Task instructions = Using the records below, give again exactly the lines from the line that contains "let this: Arc<dyn" through the line that contains "if let Err(err) = bus.subscribe(command_type, displaced)", both ends included, and only those.

Collected data
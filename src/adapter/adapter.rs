//! `AnnotationCommandHandlerAdapter` — registry-backed dispatch plus bus bookkeeping.

use std::any::{type_name, Any};
use std::collections::HashSet;
use std::fmt;
use std::sync::{Arc, Mutex, MutexGuard, PoisonError, Weak};

use crate::bus::{CommandBus, CommandHandler};
use crate::command::{CommandContext, CommandMessage, CommandType, Outcome};
use crate::error::DispatchError;
use crate::registry::{CommandHandlers, HandlerBinding, HandlerRegistry, InvalidHandlerDefinition};

use super::error::SubscriptionError;

/// Where an adapter is in its subscription lifecycle.
#[derive(Debug, Clone, Copy, PartialEq, Eq)]
pub enum AdapterState {
    Built,
    Subscribed,
    Unsubscribed,
}

/// Exposes the command handlers of a target object as a single
/// `CommandHandler` a bus can subscribe.
///
/// The adapter holds the target by `Arc`. Code that needs the target's own
/// methods keeps its own clone of that `Arc` (or calls `target()`).
///
/// The bus is held weakly. A subscribed bus owns the adapter, so dropping
/// the last handle to the bus releases the adapter and its target even if
/// `unsubscribe` was never called.
///
/// ## Example
///
/// ```ignore
/// let inventory = Arc::new(Inventory::default());
/// let adapter = AnnotationCommandHandlerAdapter::new(inventory.clone(), bus.clone())?;
/// adapter.subscribe()?;
///
/// let outcome = adapter.dispatch(CommandMessage::new(Restock::new("A1", 3)), &CommandContext::new())?;
/// assert!(outcome.is_void());
///
/// adapter.unsubscribe()?;
/// ```
pub struct AnnotationCommandHandlerAdapter<T> {
    registry: HandlerRegistry<T>,
    bus: Weak<dyn CommandBus>,
    state: Mutex<AdapterState>,
    this: Weak<Self>,
}

impl<T: CommandHandlers> AnnotationCommandHandlerAdapter<T> {
    /// Wrap `target`, building the registry it declares.
    pub fn new(
        target: Arc<T>,
        bus: Arc<dyn CommandBus>,
    ) -> Result<Arc<Self>, InvalidHandlerDefinition> {
        Ok(Self::from_registry(HandlerRegistry::build(target)?, bus))
    }
}

impl<T: Send + Sync + 'static> AnnotationCommandHandlerAdapter<T> {
    /// Wrap a registry built by hand.
    pub fn from_registry(registry: HandlerRegistry<T>, bus: Arc<dyn CommandBus>) -> Arc<Self> {
        Arc::new_cyclic(|this| Self {
            registry,
            bus: Arc::downgrade(&bus),
            state: Mutex::new(AdapterState::Built),
            this: this.clone(),
        })
    }

    /// Dispatch a command to the handler for its exact runtime type.
    ///
    /// Void handlers yield `Outcome::Void`; value handlers yield their value
    /// unmodified. A failing handler's error comes back as
    /// `DispatchError::Handler` holding the original error.
    pub fn dispatch(
        &self,
        command: CommandMessage,
        context: &CommandContext,
    ) -> Result<Outcome, DispatchError> {
        let command_type = command.command_type();
        tracing::trace!(%command_type, target_type = type_name::<T>(), "dispatching command");
        self.registry.dispatch(command, context)
    }

    /// Dispatch a plain command value.
    pub fn dispatch_command<C: Any + Send>(
        &self,
        command: C,
        context: &CommandContext,
    ) -> Result<Outcome, DispatchError> {
        self.dispatch(CommandMessage::new(command), context)
    }

    /// The binding that would handle `command`, probed by its runtime type.
    pub fn find_handler_for(&self, command: &dyn Any) -> Option<&HandlerBinding<T>> {
        self.registry.find_handler_for(command)
    }

    /// Every command type this adapter can dispatch.
    pub fn accepted_types(&self) -> HashSet<CommandType> {
        self.registry.command_types().collect()
    }

    /// The wrapped object.
    pub fn target(&self) -> &Arc<T> {
        self.registry.target()
    }

    pub fn registry(&self) -> &HandlerRegistry<T> {
        &self.registry
    }

    pub fn state(&self) -> AdapterState {
        *self.lock_state()
    }

    /// Register this adapter with the bus for every accepted type.
    ///
    /// Calling it again registers again; what that means is up to the bus.
    /// If the bus fails on a first subscription, the registrations already
    /// made are removed and any handlers they displaced are subscribed back
    /// before the error is returned.
    pub fn subscribe(&self) -> Result<(), SubscriptionError> {
        let mut state = self.lock_state();
        if *state == AdapterState::Unsubscribed {
            return Err(SubscriptionError::AlreadyUnsubscribed);
        }

        let bus = self.bus.upgrade().ok_or(SubscriptionError::BusDropped)?;
        let handler = self.as_handler()?;
        let mut subscribed = Vec::new();
        for command_type in self.registry.command_types() {
            match bus.subscribe(command_type, handler.clone()) {
                Ok(displaced) => subscribed.push((command_type, displaced)),
                Err(err) => {
                    if *state == AdapterState::Built {
                        rollback(&*bus, subscribed, &handler);
                    }
                    return Err(SubscriptionError::Bus(err));
                }
            }
        }

        *state = AdapterState::Subscribed;
        tracing::debug!(
            target_type = type_name::<T>(),
            command_types = subscribed.len(),
            "subscribed command handler adapter"
        );
        Ok(())
    }

    /// Remove this adapter from the bus for every accepted type.
    ///
    /// Every type is attempted even if the bus fails on one; the first error
    /// is returned. The adapter ends up `Unsubscribed` either way, including
    /// when the bus is already gone.
    pub fn unsubscribe(&self) -> Result<(), SubscriptionError> {
        let mut state = self.lock_state();
        *state = AdapterState::Unsubscribed;

        let bus = self.bus.upgrade().ok_or(SubscriptionError::BusDropped)?;
        let handler = self.as_handler()?;
        let mut first_error = None;
        for command_type in self.registry.command_types() {
            if let Err(err) = bus.unsubscribe(command_type, &handler) {
                tracing::warn!(%command_type, error = %err, "failed to unsubscribe command handler");
                first_error.get_or_insert(err);
            }
        }

        tracing::debug!(target_type = type_name::<T>(), "unsubscribed command handler adapter");

        match first_error {
            Some(err) => Err(SubscriptionError::Bus(err)),
            None => Ok(()),
        }
    }

    // The state is a plain value, so a panic elsewhere cannot leave it torn.
    fn lock_state(&self) -> MutexGuard<'_, AdapterState> {
        self.state.lock().unwrap_or_else(PoisonError::into_inner)
    }

    fn as_handler(&self) -> Result<Arc<dyn CommandHandler>, SubscriptionError> {
        let this: Arc<dyn CommandHandler> =
            self.this.upgrade().ok_or(SubscriptionError::Detached)?;
        Ok(this)
    }
}

fn rollback(
    bus: &dyn CommandBus,
    subscribed: Vec<(CommandType, Option<Arc<dyn CommandHandler>>)>,
    handler: &Arc<dyn CommandHandler>,
) {
    for (command_type, displaced) in subscribed {
        if let Err(err) = bus.unsubscribe(command_type, handler) {
            tracing::warn!(%command_type, error = %err, "failed to roll back subscription");
        }
        if let Some(displaced) = displaced {
            if let Err(err) = bus.subscribe(command_type, displaced) {
                tracing::warn!(%command_type, error = %err, "failed to restore displaced handler");
            }
        }
    }
}

impl<T: Send + Sync + 'static> CommandHandler for AnnotationCommandHandlerAdapter<T> {
    fn handle(
        &self,
        command: CommandMessage,
        context: &CommandContext,
    ) -> Result<Outcome, DispatchError> {
        self.dispatch(command, context)
    }
}

impl<T> fmt::Debug for AnnotationCommandHandlerAdapter<T> {
    fn fmt(&self, f: &mut fmt::Formatter<'_>) -> fmt::Result {
        f.debug_struct("AnnotationCommandHandlerAdapter")
            .field("registry", &self.registry)
            .finish_non_exhaustive()
    }
}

Written solution =
        let this: Arc<dyn CommandHandler> =
            self.this.upgrade().ok_or(SubscriptionError::Detached)?;
        Ok(this)
    }
}

fn rollback(
    bus: &dyn CommandBus,
    subscribed: Vec<(CommandType, Option<Arc<dyn CommandHandler>>)>,
    handler: &Arc<dyn CommandHandler>,
) {
    for (command_type, displaced) in subscribed {
        if let Err(err) = bus.unsubscribe(command_type, handler) {
            tracing::warn!(%command_type, error = %err, "failed to roll back subscription");
        }
        if let Some(displaced) = displaced {
            if let Err(err) = bus.subscribe(command_type, displaced) {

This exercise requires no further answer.